Kreistag beschließt erste Schulentwicklungsplanung für die Berufskollegs und neuen Namen für Verbundschule Mitte
Der Kreistag hat die erste Schulentwicklungsplanung für die Berufskollegs des Rheinisch-Bergischen Kreises für den Zeitraum 2026 bis 2031 einstimmig beschlossen. Mit der Planung liegt erstmals eine umfassende und datenbasierte Grundlage für die strategische Weiterentwicklung der beruflichen Bildung in der Region vor.
Weiterhin wurde mehrheitlich beschlossen, dass die Förderschule im Verbund Mitte des Rheinisch-Bergischen Kreises einen neuen Namen erhält. Ab dem 1. August 2026 trägt sie den Namen Margot-Friedländer-Schule.

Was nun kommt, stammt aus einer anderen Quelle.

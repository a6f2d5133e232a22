use crate::error::AppError;
use std::fs;
use std::path::{Path, PathBuf};
use tracing::info;

/// A local file and the object key it is uploaded under.
#[derive(Debug, Clone, PartialEq, Eq)]
pub struct UploadItem {
    pub path: PathBuf,
    pub bucket: String,
    pub key: String,
}

impl UploadItem {
    pub fn destination(&self) -> String {
        format!("s3://{}/{}", self.bucket, self.key)
    }
}

fn collect_files(dir: &Path, extension: &str, found: &mut Vec<PathBuf>) -> Result<(), AppError> {
    for entry in fs::read_dir(dir)? {
        let path = entry?.path();
        if path.is_dir() {
            collect_files(&path, extension, found)?;
        } else if path.extension().and_then(|e| e.to_str()) == Some(extension) {
            found.push(path);
        }
    }
    Ok(())
}

/// Key for a file: its last three path segments joined with `/`, e.g.
/// `moneypuck/season_level/Skaters_2023-2024_regular.parquet`.
fn object_key(path: &Path, prefix: Option<&str>) -> String {
    let segments: Vec<String> = path
        .components()
        .filter_map(|c| match c {
            std::path::Component::Normal(s) => Some(s.to_string_lossy().into_owned()),
            _ => None,
        })
        .collect();
    let tail = segments[segments.len().saturating_sub(3)..].join("/");
    match prefix {
        Some(prefix) if !prefix.is_empty() => {
            format!("{}/{}", prefix.trim_end_matches('/'), tail)
        }
        _ => tail,
    }
}

/// Lists every file under `data_dir` with the given extension, in sorted
/// order, paired with its destination key.
pub fn plan_uploads(
    data_dir: &Path,
    extension: &str,
    bucket: &str,
    prefix: Option<&str>,
) -> Result<Vec<UploadItem>, AppError> {
    let extension = extension.trim_start_matches('.');
    let mut files = Vec::new();
    if data_dir.is_dir() {
        collect_files(data_dir, extension, &mut files)?;
    }
    if files.is_empty() {
        return Err(AppError::NoFilesFound {
            extension: extension.to_string(),
            dir: data_dir.display().to_string(),
        });
    }
    files.sort();

    let plan: Vec<UploadItem> = files
        .into_iter()
        .map(|path| UploadItem {
            key: object_key(&path, prefix),
            bucket: bucket.to_string(),
            path,
        })
        .collect();
    info!("Planned {} uploads to s3://{}", plan.len(), bucket);
    Ok(plan)
}

#[cfg(test)]
mod tests {
    use super::*;
    use tempfile::tempdir;

    fn touch(path: &Path) {
        fs::create_dir_all(path.parent().unwrap()).unwrap();
        fs::write(path, b"").unwrap();
    }

    #[test]
    fn test_object_key_uses_last_three_segments() {
        let path = Path::new("/srv/data/moneypuck/season_level/Skaters_2023_regular.parquet");
        assert_eq!(
            object_key(path, None),
            "moneypuck/season_level/Skaters_2023_regular.parquet"
        );
        assert_eq!(
            object_key(path, Some("nhl-data/")),
            "nhl-data/moneypuck/season_level/Skaters_2023_regular.parquet"
        );
        assert_eq!(object_key(Path::new("a.parquet"), None), "a.parquet");
    }

    #[test]
    fn test_plan_is_recursive_sorted_and_filtered() {
        let dir = tempdir().unwrap();
        let data_dir = dir.path().join("moneypuck");
        touch(&data_dir.join("season_level").join("Teams_2008_regular.parquet"));
        touch(&data_dir.join("season_level").join("Goalies_2008_regular.parquet"));
        touch(&data_dir.join("season_level").join("Goalies_2008_regular.csv"));
        touch(&data_dir.join("shots").join("2023").join("shots_2023.parquet"));

        let plan = plan_uploads(&data_dir, "parquet", "nhl-bucket", None).unwrap();

        let keys: Vec<&str> = plan.iter().map(|item| item.key.as_str()).collect();
        assert_eq!(
            keys,
            vec![
                "moneypuck/season_level/Goalies_2008_regular.parquet",
                "moneypuck/season_level/Teams_2008_regular.parquet",
                "shots/2023/shots_2023.parquet",
            ]
        );
        assert_eq!(
            plan[0].destination(),
            "s3://nhl-bucket/moneypuck/season_level/Goalies_2008_regular.parquet"
        );
    }

    #[test]
    fn test_no_matching_files() {
        let dir = tempdir().unwrap();
        touch(&dir.path().join("a.csv"));
        assert!(matches!(
            plan_uploads(dir.path(), ".parquet", "b", None),
            Err(AppError::NoFilesFound { ref extension, .. }) if extension == "parquet"
        ));
        assert!(matches!(
            plan_uploads(&dir.path().join("missing"), "csv", "b", None),
            Err(AppError::NoFilesFound { .. })
        ));
    }
}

Schulentwicklungsplanung für die Berufskollegs des Rheinisch-Bergischen Kreises beschlossen: Grundlage für die strategische Weiterentwicklung
Ziel ist es, ein ausgewogenes und gut erreichbares Bildungsangebot sicherzustellen, die Berufskollegs zukunftsfähig weiterzuentwickeln und gleichzeitig die Fachkräftesicherung in der Region nachhaltig zu unterstützen. Die Planung berücksichtigt dabei aktuelle Herausforderungen wie den demografischen Wandel, veränderte Bildungsbiografien, die Digitalisierung sowie die sich wandelnden Anforderungen des Arbeitsmarktes.
Die Schulentwicklungsplanung enthält bereits konkrete Handlungsempfehlungen, unter anderem zur Attraktivitätssteigerung der beruflichen Ausbildung, zur Profilbildung der Bildungsstandorte, zur Digitalisierung sowie zu Kooperationen zwischen den Berufskollegs. Die Kreisverwaltung wurde auch beauftragt, die Empfehlungen weiter auszuarbeiten und die daraus resultierenden Maßnahmen schrittweise umzusetzen. Die Planung soll künftig regelmäßig fortgeschrieben und an veränderte Rahmenbedingungen angepasst werden.
Mehr Informationen dazu: https://www.rbk-direkt.de/news/4679/bildung-und-fachkraeftesicherung-gezielt-staerken-erste-schulentwicklungsplanung-fuer-die-berufskollegs-des-rheinisch-bergischen-kreises-im-schulausschuss-vorgelegt
Neuer Name für Verbundschule Mitte in Bergisch Gladbach: Margot-Friedländer-Schule steht für Demokratie, Respekt und Vielfalt
Der Namensvorschlag geht auf eine Initiative der Schulgemeinschaft zurück. Die Schulkonferenz hatte sich bereits im Juli 2025 einstimmig für die Benennung nach der Holocaust-Überlebenden und Zeitzeugin Margot Friedländer ausgesprochen. Der Entscheidung war ein umfassender Beteiligungsprozess vorausgegangen, an dem alle schulischen Gremien mitwirkten.
Mit der Namensgebung verbindet die Schule zentrale Werte ihres pädagogischen Leitbildes: Demokratie, Respekt, Toleranz, friedliches Miteinander und die klare Ablehnung von Rassismus, Antisemitismus und jeder Form von Gewalt. Margot Friedländer steht aus Sicht der Schule in besonderer Weise für diese Grundsätze und dient den Schülerinnen und Schülern als Vorbild für Mut, Zuversicht und gesellschaftliches Engagement.